The Word Among Us

Easter 2014 Issue

Don’t Bring a Dixie Cup to Niagara Falls

A new book offers insights for getting more out of Mass.

By: Patty Whelpley

Don’t Bring a Dixie Cup to Niagara Falls: A new book offers insights for getting more out of Mass. by Patty Whelpley

“Forgive me, Father, for I find Mass boring.”

I’m embarrassed to admit it, but this is what I once had to tell a priest in Confession. I had never been bored at Mass in college, where the atmosphere of worship at our campus liturgies was exhilarating. But once I entered the “real” world of everyday parish life, going to Mass became a chore.

Fast-forward to the present, some twenty years after that confession. Now, as a parish catechist with a more mature understanding of the Eucharist, I am on the receiving end of “Mass is boring” complaints. In a recent class, I fumbled for words to explain the joy I now experience from the Mass. My young Confirmation candidates sat there unconvinced.

What a blessing to discover Behold the Mystery: A Deeper Understanding of the Catholic Mass. This new book is by Mark Hart, who is very experienced at answering kids’ tough questions—he is executive vice president of Life Teen, as well as a father of four. The book’s ten chapters are clear and practical, with questions for personal reflection and group discussion. Not only did the book offer insights and answers for my students, but I was surprised at how much it offered me.
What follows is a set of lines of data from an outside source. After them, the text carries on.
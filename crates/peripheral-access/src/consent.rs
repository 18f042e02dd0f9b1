use crate::{
  package::PackageName,
  peripheral::{Peripheral, Uid},
};
use futures::channel::oneshot;
use std::fmt;
use tracing::{event, Level};

/// Handle for a permission request waiting on the user.
#[derive(Debug, Clone, Copy, PartialEq, Eq, PartialOrd, Ord, Hash)]
pub struct ConsentId(pub(crate) u64);

impl fmt::Display for ConsentId {
  fn fmt(&self, f: &mut fmt::Formatter<'_>) -> fmt::Result {
    fmt::Display::fmt(&self.0, f)
  }
}

/// What the consent UI is asked to show. The answer goes back through
/// [`PeripheralSettingsManager::complete_consent`] with the same `id`.
///
/// [`PeripheralSettingsManager::complete_consent`]: crate::PeripheralSettingsManager::complete_consent
#[derive(Debug, Clone)]
pub struct ConsentPrompt {
  pub id: ConsentId,
  pub peripheral: Peripheral,
  pub package: PackageName,
  pub uid: Uid,
}

#[derive(Debug, Clone, PartialEq, Eq)]
pub struct PermissionResponse {
  pub peripheral: Peripheral,
  pub granted: bool,
}

/// Where the outcome of a permission request is delivered.
#[derive(Debug)]
pub struct ResponseChannel(oneshot::Sender<PermissionResponse>);

impl ResponseChannel {
  pub fn new() -> (ResponseChannel, oneshot::Receiver<PermissionResponse>) {
    let (sender, receiver) = oneshot::channel();
    (ResponseChannel(sender), receiver)
  }

  pub(crate) fn respond(self, peripheral: Peripheral, granted: bool) {
    if self.0.send(PermissionResponse { peripheral, granted }).is_err() {
      event!(target: "peripheral-access", Level::WARN, granted, "permission response channel was cancelled");
    }
  }
}

#[derive(Debug)]
pub(crate) struct PendingConsent {
  pub(crate) peripheral: Peripheral,
  pub(crate) package: PackageName,
  pub(crate) uid: Uid,
  pub(crate) responder: ResponseChannel,
}
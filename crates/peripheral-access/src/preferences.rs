mod codec;
mod settings_file;

use crate::{filter::Filter, package::PackageName};
use quick_xml::events::attributes::AttrError;
use std::io;
use thiserror::Error;
use tracing::{event, Level};

pub use settings_file::SettingsFile;

#[derive(Debug, Error)]
pub enum PersistenceError {
  #[error(transparent)]
  Io(#[from] io::Error),

  #[error("Malformed settings document")]
  Xml(#[from] quick_xml::Error),

  #[error("Malformed attribute in settings document")]
  Attribute(#[from] AttrError),

  #[error("Invalid value {value:?} for attribute '{name}'")]
  InvalidAttribute { name: &'static str, value: String },
}

/// A remembered default application for peripherals described by `filter`.
#[derive(Debug, Clone)]
pub struct PreferenceEntry {
  pub filter: Filter,
  pub package: PackageName,
}

/// Durable filter → package table.
///
/// Entries are kept in a list rather than a map because filter equality is
/// not reflexive for wildcard filters; every lookup goes through `==` on
/// [`Filter`] and therefore never finds a wildcard entry.
///
/// Every mutation that changes the table rewrites the whole settings file
/// before returning. Write failures are logged and the in-memory change is
/// kept.
#[derive(Debug)]
pub struct PreferenceStore {
  entries: Vec<PreferenceEntry>,
  file: Option<SettingsFile>,
}

impl PreferenceStore {
  /// A store without backing file.
  pub fn in_memory() -> Self {
    Self {
      entries: Vec::new(),
      file: None,
    }
  }

  /// Loads the store from `file`. A missing file is a first run; an
  /// unreadable one is deleted and the store starts empty.
  pub fn open(file: SettingsFile) -> Self {
    let entries = match file.load() {
      Ok(Some(entries)) => {
        event!(
          target: "peripheral-access",
          Level::DEBUG,
          path = %file.path().display(),
          preferences.len = entries.len(),
          "loaded {} preferences",
          entries.len()
        );
        entries
      }

      Ok(None) => {
        event!(target: "peripheral-access", Level::DEBUG, path = %file.path().display(), "settings file not found");
        Vec::new()
      }

      Err(error) => {
        event!(
          target: "peripheral-access",
          Level::ERROR,
          ?error,
          path = %file.path().display(),
          "error reading settings file, deleting to start fresh"
        );
        if let Err(error) = file.discard() {
          event!(target: "peripheral-access", Level::WARN, ?error, "failed to delete settings file");
        }
        Vec::new()
      }
    };

    Self {
      entries,
      file: Some(file),
    }
  }

  fn position(&self, filter: &Filter) -> Option<usize> {
    self.entries.iter().position(|e| e.filter == *filter)
  }

  /// Exact lookup. Never finds an entry stored under a wildcard filter.
  pub fn preference(&self, filter: &Filter) -> Option<PackageName> {
    self.position(filter).map(|i| self.entries[i].package)
  }

  /// Stores or (with `None`) removes the preference for `filter`. Returns
  /// whether the table changed; unchanged tables are not written.
  pub fn set_preference(&mut self, filter: Filter, package: Option<PackageName>) -> bool {
    let changed = match (self.position(&filter), package) {
      (Some(i), None) => {
        self.entries.remove(i);
        true
      }
      (None, None) => false,
      (Some(i), Some(package)) => {
        let entry = &mut self.entries[i];
        if entry.package == package {
          false
        } else {
          entry.package = package;
          true
        }
      }
      (None, Some(package)) => {
        self.entries.push(PreferenceEntry { filter, package });
        true
      }
    };

    if changed {
      self.persist();
    }

    changed
  }

  /// Removes every preference naming `package`.
  pub fn purge_package(&mut self, package: &str) -> bool {
    let before = self.entries.len();
    self.entries.retain(|e| e.package != package);
    let changed = self.entries.len() != before;

    if changed {
      event!(
        target: "peripheral-access",
        Level::DEBUG,
        package,
        removed = before - self.entries.len(),
        "cleared package defaults"
      );
      self.persist();
    }

    changed
  }

  pub fn has_defaults(&self, package: &str) -> bool {
    self.entries.iter().any(|e| e.package == package)
  }

  pub fn iter(&self) -> impl Iterator<Item = &PreferenceEntry> {
    self.entries.iter()
  }

  fn persist(&self) {
    let file = match &self.file {
      Some(file) => file,
      None => return,
    };

    match file.save(&self.entries) {
      Ok(()) => {
        event!(target: "peripheral-access", Level::DEBUG, path = %file.path().display(), "wrote settings file");
      }
      Err(error) => {
        event!(
          target: "peripheral-access",
          Level::ERROR,
          ?error,
          path = %file.path().display(),
          "error writing settings file"
        );
      }
    }
  }
}

#[cfg(test)]
mod tests {
  use super::*;
  use crate::filter::{AccessoryFilter, DeviceFilter};
  use std::fs;
  use tempfile::TempDir;

  fn concrete(vendor_id: u16) -> Filter {
    Filter::Device(DeviceFilter {
      vendor_id: Some(vendor_id),
      product_id: Some(0x4ee1),
      class: Some(255),
      subclass: Some(66),
      protocol: Some(1),
    })
  }

  fn wildcard() -> Filter {
    Filter::Device(DeviceFilter {
      vendor_id: Some(0x18d1),
      product_id: Some(0x4ee1),
      ..Default::default()
    })
  }

  fn accessory() -> Filter {
    Filter::Accessory(AccessoryFilter {
      manufacturer: Some("Google, Inc.".into()),
      model: Some("DemoKit".into()),
      accessory_type: Some("board".into()),
      version: Some("1.0".into()),
    })
  }

  fn settings(dir: &TempDir) -> SettingsFile {
    SettingsFile::new(dir.path().join("usb_device_manager.xml"))
  }

  #[test]
  fn set_preference_reports_changes() {
    let mut store = PreferenceStore::in_memory();
    let app = PackageName::new("com.example.app");

    assert!(store.set_preference(concrete(0x18d1), Some(app)));
    assert!(!store.set_preference(concrete(0x18d1), Some(app)));
    assert_eq!(store.preference(&concrete(0x18d1)), Some(app));

    let other = PackageName::new("com.example.other");
    assert!(store.set_preference(concrete(0x18d1), Some(other)));
    assert_eq!(store.preference(&concrete(0x18d1)), Some(other));

    assert!(store.set_preference(concrete(0x18d1), None));
    assert!(!store.set_preference(concrete(0x18d1), None));
    assert_eq!(store.preference(&concrete(0x18d1)), None);
  }

  #[test]
  fn wildcard_preference_is_stored_but_unreachable() {
    let mut store = PreferenceStore::in_memory();
    let app = PackageName::new("com.example.app");

    assert!(store.set_preference(wildcard(), Some(app)));
    assert_eq!(store.preference(&wildcard()), None);
    assert!(store.has_defaults("com.example.app"));

    // removal by exact lookup cannot find it either
    assert!(!store.set_preference(wildcard(), None));
    assert_eq!(store.iter().count(), 1);
  }

  #[test]
  fn purge_package_only_removes_that_package() {
    let mut store = PreferenceStore::in_memory();
    let app = PackageName::new("com.example.app");
    let other = PackageName::new("com.example.other");
    store.set_preference(concrete(1), Some(app));
    store.set_preference(concrete(2), Some(other));
    store.set_preference(accessory(), Some(app));
    store.set_preference(wildcard(), Some(app));

    assert!(store.purge_package("com.example.app"));
    assert!(!store.has_defaults("com.example.app"));
    assert_eq!(store.preference(&concrete(2)), Some(other));
    assert_eq!(store.iter().count(), 1);

    assert!(!store.purge_package("com.example.app"));
  }

  #[test]
  fn round_trips_through_settings_file() {
    let dir = TempDir::new().unwrap();
    let app = PackageName::new("com.example.app");
    let other = PackageName::new("com.example.other");

    {
      let mut store = PreferenceStore::open(settings(&dir));
      store.set_preference(concrete(0x18d1), Some(app));
      store.set_preference(accessory(), Some(other));
    }

    let store = PreferenceStore::open(settings(&dir));
    assert_eq!(store.iter().count(), 2);
    assert_eq!(store.preference(&concrete(0x18d1)), Some(app));
    assert_eq!(store.preference(&accessory()), Some(other));
  }

  #[test]
  fn missing_file_starts_empty() {
    let dir = TempDir::new().unwrap();
    let store = PreferenceStore::open(settings(&dir));

    assert_eq!(store.iter().count(), 0);
    assert!(!dir.path().join("usb_device_manager.xml").exists());
  }

  #[test]
  fn corrupt_file_is_deleted() {
    let dir = TempDir::new().unwrap();
    let path = dir.path().join("usb_device_manager.xml");
    fs::write(
      &path,
      r#"<settings><preference package="a"><usb-device vendor-id="abc"/></preference></settings>"#,
    )
    .unwrap();

    let store = PreferenceStore::open(settings(&dir));
    assert_eq!(store.iter().count(), 0);
    assert!(!path.exists());
  }

  #[test]
  fn writes_only_when_changed() {
    let dir = TempDir::new().unwrap();
    let path = dir.path().join("usb_device_manager.xml");
    let mut store = PreferenceStore::open(settings(&dir));

    assert!(!store.set_preference(concrete(1), None));
    assert!(!store.purge_package("com.example.app"));
    assert!(!path.exists());

    assert!(store.set_preference(concrete(1), Some(PackageName::new("com.example.app"))));
    assert!(path.exists());

    fs::remove_file(&path).unwrap();
    assert!(store.purge_package("com.example.app"));
    assert!(path.exists());
  }

  #[test]
  fn failed_write_keeps_in_memory_change() {
    let dir = TempDir::new().unwrap();
    let blocker = dir.path().join("blocker");
    fs::write(&blocker, b"").unwrap();

    let mut store = PreferenceStore::open(SettingsFile::new(blocker.join("settings.xml")));
    let app = PackageName::new("com.example.app");

    assert!(store.set_preference(concrete(1), Some(app)));
    assert_eq!(store.preference(&concrete(1)), Some(app));
  }
}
Get Understanding! Why do some people find Mass boring, while others risk their lives to attend? Sometimes, Hart says, boredom is due to ignorance about the meaning of the sacrament and its signs and symbols. He uses the analogy of college football: fans are excited about the game because they understand it and resonate with its unique traditions. To outsiders, football and its traditions are odd and boring.

Similarly, the more we understand what truly happens at Mass, the more excited we are at having this “front-row seat in the throne room of heaven.” The more we learn about aspects of the liturgy—the vestments, parts of the Mass, and so on—the richer our experience. As Hart puts it:

When we bring a Dixie cup to Niagara Falls, we leave bewildered and parched. But if we knew the overflowing fountain of grace pouring out of the altar, we would be furiously working to find the biggest bucket we could bring.
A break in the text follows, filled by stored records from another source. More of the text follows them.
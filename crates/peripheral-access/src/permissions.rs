use crate::{
  peripheral::{PeripheralKey, Uid},
  Error,
};
use std::collections::{BTreeMap, BTreeSet};

/// Session grants: which uids may talk to which attached peripheral.
///
/// Nothing here is persisted. An entry lives from its first grant until the
/// peripheral detaches.
#[derive(Debug, Default)]
pub struct PermissionStore {
  grants: BTreeMap<PeripheralKey, BTreeSet<Uid>>,
}

impl PermissionStore {
  pub fn new() -> Self {
    Self::default()
  }

  pub fn grant(&mut self, peripheral: PeripheralKey, uid: Uid) {
    self.grants.entry(peripheral).or_default().insert(uid);
  }

  pub fn has_permission(&self, peripheral: &PeripheralKey, uid: Uid) -> bool {
    self
      .grants
      .get(peripheral)
      .map_or(false, |uids| uids.contains(&uid))
  }

  pub fn check_permission(&self, peripheral: &PeripheralKey, uid: Uid) -> Result<(), Error> {
    if self.has_permission(peripheral, uid) {
      Ok(())
    } else {
      Err(Error::PermissionDenied {
        peripheral: peripheral.clone(),
        uid,
      })
    }
  }

  /// Drops every grant for the peripheral. Returns the uids that lost access.
  pub fn remove(&mut self, peripheral: &PeripheralKey) -> Option<BTreeSet<Uid>> {
    self.grants.remove(peripheral)
  }

  pub fn iter(&self) -> impl Iterator<Item = (&PeripheralKey, &BTreeSet<Uid>)> {
    self.grants.iter()
  }
}

#[cfg(test)]
mod tests {
  use super::*;
  use crate::peripheral::Accessory;

  fn device(name: &str) -> PeripheralKey {
    PeripheralKey::Device(name.into())
  }

  #[test]
  fn grant_is_per_uid() {
    let mut store = PermissionStore::new();
    store.grant(device("/dev/bus/usb/001/002"), Uid(10001));

    assert!(store.has_permission(&device("/dev/bus/usb/001/002"), Uid(10001)));
    assert!(!store.has_permission(&device("/dev/bus/usb/001/002"), Uid(10002)));
    assert!(!store.has_permission(&device("/dev/bus/usb/001/003"), Uid(10001)));
  }

  #[test]
  fn grant_is_idempotent() {
    let mut store = PermissionStore::new();
    store.grant(device("/dev/bus/usb/001/002"), Uid(10001));
    store.grant(device("/dev/bus/usb/001/002"), Uid(10001));

    let (_, uids) = store.iter().next().unwrap();
    assert_eq!(uids.len(), 1);
  }

  #[test]
  fn check_permission_fails_without_grant() {
    let mut store = PermissionStore::new();
    let err = store
      .check_permission(&device("/dev/bus/usb/001/002"), Uid(10001))
      .unwrap_err();
    assert!(matches!(err, Error::PermissionDenied { uid: Uid(10001), .. }));

    store.grant(device("/dev/bus/usb/001/002"), Uid(10001));
    assert!(store
      .check_permission(&device("/dev/bus/usb/001/002"), Uid(10001))
      .is_ok());
  }

  #[test]
  fn remove_revokes_every_uid() {
    let mut store = PermissionStore::new();
    let key = device("/dev/bus/usb/001/002");
    store.grant(key.clone(), Uid(10001));
    store.grant(key.clone(), Uid(10002));

    let revoked = store.remove(&key).unwrap();
    assert_eq!(revoked.len(), 2);
    assert!(!store.has_permission(&key, Uid(10001)));
    assert!(!store.has_permission(&key, Uid(10002)));
    assert_eq!(store.iter().count(), 0);
  }

  #[test]
  fn accessories_are_keyed_by_value() {
    let mut store = PermissionStore::new();
    let accessory = Accessory {
      manufacturer: Some("Google, Inc.".into()),
      model: Some("DemoKit".into()),
      ..Default::default()
    };
    store.grant(PeripheralKey::Accessory(accessory.clone()), Uid(10001));

    assert!(store.has_permission(&PeripheralKey::Accessory(accessory), Uid(10001)));
  }
}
Intimacy . . . The chapter on God’s desire for intimacy with us really hit home. Explaining how wedding imagery conveys God’s passion for us, Hart writes:

We are to receive his love, as a bride receives the love of her husband. When we walk down the aisle at Mass and hear the words “The Body of Christ,” we say, “Amen,” meaning, “Yes, I believe.” In so doing, we are renewing our vows to God—our baptismal vows—and pledging to forsake all other “lovers” in our lives.
. . . We have become one with Christ.

What an awesome calling! So what is it that keeps us from enjoying this time at God’s table? Maybe we want to control the way God loves us. Maybe we feel unworthy. Maybe we don’t take time outside Mass to meet Jesus in Scripture, to sit with him and “allow him to gaze on us in love.”

. . . And Communion. Of course, Mass isn’t just “me and God.” As Hart says, it’s a call to “true community and communion” aboard the ark of the Church. There are challenges. Just as Noah’s ark must have been smelly and not always harmonious, our church experience is not always smooth sailing. For one thing, we’re “a motley bunch.”

We’re wannabe saints and willing sinners with one collective hope: salvation. The poor pastor has the unenviable task of trying to get all of us into the ark and onto the same page as we set sail for eternity.

Still, we are family! Each of us can contribute to the quality of our worship and life together. Some of us can offer our musical talents; others can serve as lectors, greeters, or extraordinary ministers of holy communion. We can all think about how to better know and help one another, how to reach out beyond the parish, and how to support our hardworking priests and staff. The more invested we are in our parish family, the deeper our experience when we gather at the table of the Eucharist.

Help for the Journey. Behold the Mystery ends with two sections that provide the quick reference guide I’ve long wanted. One offers concise, thoughtful answers to young people’s “Frequently Asked Questions,” such as: “Why do I have to go to Mass?” and “Why can’t my non-Catholic friends receive Communion?” The “Ten Ways to Get More Out of Mass” section is full of helps for drawing closer to Christ—I plan to reflect on it often.

I’m reading parts of this book to my kids, who, like their mom, have an overly sensitive boredom meter. Its colorful style makes the topic way more interesting than a “mom lecture”—they laughed out loud at this humorous image:

The world is a war zone, and we are being dropped right into the middle of it. Though the Holy Spirit is often depicted as a dove, it might be more accurate to think of him as an F-16 or a B-52, dropping bombs of grace and dropping us as paratroopers of God’s love and mercy behind enemy lines.

I will keep using this book to check back on my own personal development and also to help my children and catechism students to “behold the mystery” and beauty of God’s love revealed in the Mass. Quite possibly, it will save them from embarrassing confessions.

Patty Whelpley has been a religious-education teacher for more than ten years.